Complete data sets belonging to two whole genome sequences of pigeonpea and the associated 23 SRA reads were downloaded from the National Center for Biotechnology Information (NCBI)² to local storage—GCA_000340665.1 (SRA accessions SRR5922904-SRR5922907) and GCA_000230855.2 (SRA accessions SRR6189003-SRR6189021) for the cv Asha.

PCR Amplification

Genomic DNA from 15-day-old seedlings of 34 pigeonpea cultivars was extracted employing the CTAB method. The purity and concentration of DNA was estimated with Nanodrops ND-1000. Nine primers were selected for the polymorphism study (Supplementary Table 7). Polymerase chain reaction (PCR) was performed on a total volume of 20 μl containing 60 ng of template DNA, 200 μM of dNTPs, 2.5 mM of MgCl2, 1× PCR buffer, 0.4 μM of each primer, 0.75 U of Taq DNA polymerase, and water to make the final volume up to 20 μl. For designing the primer sets for the PCR amplification of predicted resistance gene (R) orthologs, BLASTN was employed against the soybean genome. EPrimer (Goodstein et al., 2012) was employed for designing PCR primer sets. A list of primer sequences used in PCR amplification are given in Supplementary Table 7. Eluted PCR amplificons were sequenced by the Sanger sequencing method.

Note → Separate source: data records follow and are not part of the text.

//! The standard post-open reconciliation passes.
//!
//! Each pass is a [`PostOpenAction`](crate::pipeline::PostOpenAction):
//! necessity is read off the frozen parse outcome, effects go to the live
//! handle. The canonical order lives in
//! [`PostLoadPipeline::standard`](crate::pipeline::PostLoadPipeline::standard).

mod duplicate_keys;
mod entry_types;
mod file_links;
mod paths;

pub use duplicate_keys::{duplicate_keys, ResolveDuplicateKeys, WarnDuplicateKeys};
pub use entry_types::{DetectNewEntryTypes, STANDARD_ENTRY_TYPES};
pub use file_links::{MigrateLegacyFileLinks, LEGACY_LINK_FIELDS};
pub use paths::{NormalizePathMarkers, ValidateLinkedPaths, FILE_FIELD};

Amplifications were carried out using the Bioer Gene Pro thermocycler and PCR conditions were set as an initial denaturation at 94°C for 5 min, 30 cycles of denaturation at 94°C for 30 s, primer annealing at 50°C for 30 s, primer extension at 72°C for 2 min, and a final extension step at 72°C for 7 min. The amplified products were visualized by ethidium bromide-stained 1.5% agarose gels in a SYNGENE G-Box gel documentation unit (Figure 3).

Genome Reconstruction and Quality Assessment

Illumina pair-end and mate-pair library sequence reads of pigeonpea and cv Asha were quality checked using FASTQC v0.11.8³. Contaminated reads were removed to obtain error-corrected reads. Reads with sequence quality Phred scores of less than Q30 (base calling accuracy with less than 99.99%) were removed using PRINSEQ v0.20.4⁴ and reads were repaired using BBmap v37.66⁵.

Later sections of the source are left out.